Employers are increasingly moving beyond monetary rewards like the $100 that Kroger Co. and others give to those getting jabbed, according to the second survey, from employment law firm Littler Mendelson PC. Such approaches offer a middle ground from a full vaccine mandate, which could hurt morale and lead to staff defections at a time of shortages in the labor market.
More aggressive options include levying surcharges on health-care premiums, like some companies already do for smokers, or denying free coffee, fitness rooms or other perks to the unvaccinated, according to human-resources consultants. Some employers are even rearranging office layouts to give more desirable real estate to vaccinated workers.
“Giving people money to get the vaccine does not work as well as companies would like,” said Brian Kropp, chief of human-resources research at consultant Gartner. “So there are a lot of other things that companies are exploring.”

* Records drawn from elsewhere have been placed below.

//! # Error Types
//!
//! Domain-specific error types for camp-core.
//!
//! ## Error Hierarchy
//! ```text
//! ┌─────────────────────────────────────────────────────────────────────────┐
//! │                         Error Types                                     │
//! │                                                                         │
//! │  camp-core errors (this file)                                          │
//! │  ├── ValidationError   - One violated field rule                       │
//! │  ├── ValidationErrors  - Every violation found in one validation pass  │
//! │  └── CoreError         - Domain errors (not found, validation)         │
//! │                                                                         │
//! │  camp-db errors (separate crate)                                       │
//! │  └── DbError           - Database operation failures                   │
//! │                                                                         │
//! │  camp-api errors (in app)                                              │
//! │  └── ApiError          - What HTTP clients see                         │
//! └─────────────────────────────────────────────────────────────────────────┘
//! ```
//!
//! The `Display` text of each [`ValidationError`] is the exact message sent to
//! clients, so the wording here is part of the wire contract.

use std::fmt;

use thiserror::Error;

use crate::types::Resource;

// =============================================================================
// Core Error
// =============================================================================

/// Domain errors surfaced to the request layer.
#[derive(Debug, Error)]
pub enum CoreError {
    /// A lookup by id found no row.
    #[error("{0} was not found.")]
    NotFound(Resource),

    /// The candidate entity broke one or more field rules.
    #[error("Validation failed: {0}")]
    Validation(#[from] ValidationErrors),
}

// =============================================================================
// Validation Error
// =============================================================================

/// A single field rule violation.
#[derive(Debug, Clone, PartialEq, Eq, Error)]
pub enum ValidationError {
    /// Camper name missing, not a string, or empty.
    #[error("Camper must have a name.")]
    CamperNameRequired,

    /// Camper age is not a JSON integer.
    #[error("Age must be an integer.")]
    AgeNotInteger,

    /// Camper age is outside [8, 18].
    #[error("Age must be between 8 and 18.")]
    AgeOutOfRange,

    /// Signup time is not a JSON integer.
    #[error("Time must be an integer.")]
    TimeNotInteger,

    /// Signup time is outside [0, 23].
    #[error("Time must be between 0 and 23.")]
    TimeOutOfRange,

    /// Signup references a camper id with no row behind it.
    #[error("Camper was not found.")]
    CamperNotFound,

    /// Signup references an activity id with no row behind it.
    #[error("Activity was not found.")]
    ActivityNotFound,

    /// Patch names a field outside the allow-list.
    #[error("Unknown field: {0}.")]
    UnknownField(String),
}

// =============================================================================
// Validation Errors
// =============================================================================

/// All violations collected during one validation pass, in rule order.
///
/// Never empty when returned as an `Err`.
#[derive(Debug, Clone, Default, PartialEq, Eq)]
pub struct ValidationErrors {
    errors: Vec<ValidationError>,
}

impl ValidationErrors {
    /// Creates an empty collection.
    pub fn new() -> Self {
        ValidationErrors::default()
    }

    /// Records one violation.
    pub fn push(&mut self, error: ValidationError) {
        self.errors.push(error);
    }

    /// Returns true when no rule was violated.
    pub fn is_empty(&self) -> bool {
        self.errors.is_empty()
    }

    /// Number of violations recorded.
    pub fn len(&self) -> usize {
        self.errors.len()
    }

    /// The violations, in the order they were found.
    pub fn errors(&self) -> &[ValidationError] {
        &self.errors
    }

    /// Client-facing messages, one per violation.
    pub fn messages(&self) -> Vec<String> {
        self.errors.iter().map(ToString::to_string).collect()
    }

    /// Returns `Ok(value)` when nothing was recorded, otherwise `Err(self)`.
    pub fn into_result<T>(self, value: impl FnOnce() -> T) -> Result<T, ValidationErrors> {
        if self.is_empty() {
            Ok(value())
        } else {
            Err(self)
        }
    }
}

impl From<ValidationError> for ValidationErrors {
    fn from(error: ValidationError) -> Self {
        ValidationErrors {
            errors: vec![error],
        }
    }
}

impl fmt::Display for ValidationErrors {
    fn fmt(&self, f: &mut fmt::Formatter<'_>) -> fmt::Result {
        f.write_str(&self.messages().join(" "))
    }
}

impl std::error::Error for ValidationErrors {}

/// Convenience type alias for Results with CoreError.
pub type CoreResult<T> = Result<T, CoreError>;

// =============================================================================
// Unit Tests
// =============================================================================

#[cfg(test)]
mod tests {
    use super::*;

    #[test]
    fn test_validation_messages_match_wire_contract() {
        assert_eq!(
            ValidationError::CamperNameRequired.to_string(),
            "Camper must have a name."
        );
        assert_eq!(
            ValidationError::AgeOutOfRange.to_string(),
            "Age must be between 8 and 18."
        );
        assert_eq!(
            ValidationError::TimeOutOfRange.to_string(),
            "Time must be between 0 and 23."
        );
        assert_eq!(
            ValidationError::UnknownField("id".to_string()).to_string(),
            "Unknown field: id."
        );
    }

    #[test]
    fn test_not_found_message() {
        let err = CoreError::NotFound(Resource::Activity);
        assert_eq!(err.to_string(), "Activity was not found.");
    }

    #[test]
    fn test_collection_keeps_order() {
        let mut errors = ValidationErrors::new();
        errors.push(ValidationError::ActivityNotFound);
        errors.push(ValidationError::TimeNotInteger);

        assert_eq!(errors.len(), 2);
        assert_eq!(
            errors.messages(),
            vec!["Activity was not found.", "Time must be an integer."]
        );
        assert_eq!(
            errors.to_string(),
            "Activity was not found. Time must be an integer."
        );
    }

    #[test]
    fn test_into_result() {
        assert_eq!(ValidationErrors::new().into_result(|| 7), Ok(7));

        let errors = ValidationErrors::from(ValidationError::AgeNotInteger);
        assert!(errors.into_result(|| 7).is_err());
    }

    #[test]
    fn test_validation_converts_to_core_error() {
        let core_err: CoreError = ValidationErrors::from(ValidationError::AgeNotInteger).into();
        assert!(matches!(core_err, CoreError::Validation(_)));
    }
}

One is the health-care surcharge, which has become a “hot topic of conversation,” according to Mercer’s Symons. “It might move the needle if employees know that if they are not vaccinated, it will come out of their paycheck.”
Levying an additional charge of, say, $25 or $50 a month onto the premiums that workers already pay for health coverage is legal, and one-quarter of plan sponsors with 500 or more employees already do so for employees who use tobacco, according to Mercer. There are some regulatory hurdles to clear, especially if the company administers its own employee vaccination program, and accommodations must be made for those unable to get the shot due to a disability or religious beliefs.
Once those compliance issues are dealt with, surcharges could be imposed immediately. Symons said most companies might wait until January, when new benefit plans typically kick in.
So far, corporate America has taken diverging paths when it comes to vaccine rules, with disparities even within the same industry. Morgan Stanley, for instance, requires shots for workers to enter its New York-area buildings, while JPMorgan Chase & Co. has imposed some limits on unvaccinated employees while stopping short of requiring inoculations. United Airlines Holdings Inc. has said workers must get vaccinated; other major carriers have not, although Alaska Air is said to be considering it.
The Pfizer vaccine’s approval is expected to trigger more requirements among many large employers, universities and local governments. The two-dose regimen has become the most widely used of three available vaccines, according to data from the Centers for Disease Control and Prevention, with more than 92 million people having received two shots. Still, about 3 in 10 U.S. residents eligible for immunization haven’t gotten any shot.
Beyond surcharges, companies are even starting to think about refusing to cover some or all of the health-care costs accrued by unvaccinated employees who contract COVID-19, Symons said. Such a move carries additional risks and regulatory hurdles, particularly around pre-existing health conditions, not to mention the message it would send to rank and file staff.
“A surcharge is completely legal and fine,” Gartner’s Kropp said. “But not paying for health care costs, you run the risk of the employee gaining the perception that their employer does not care about them. It raises the question, do they have my back, or not?”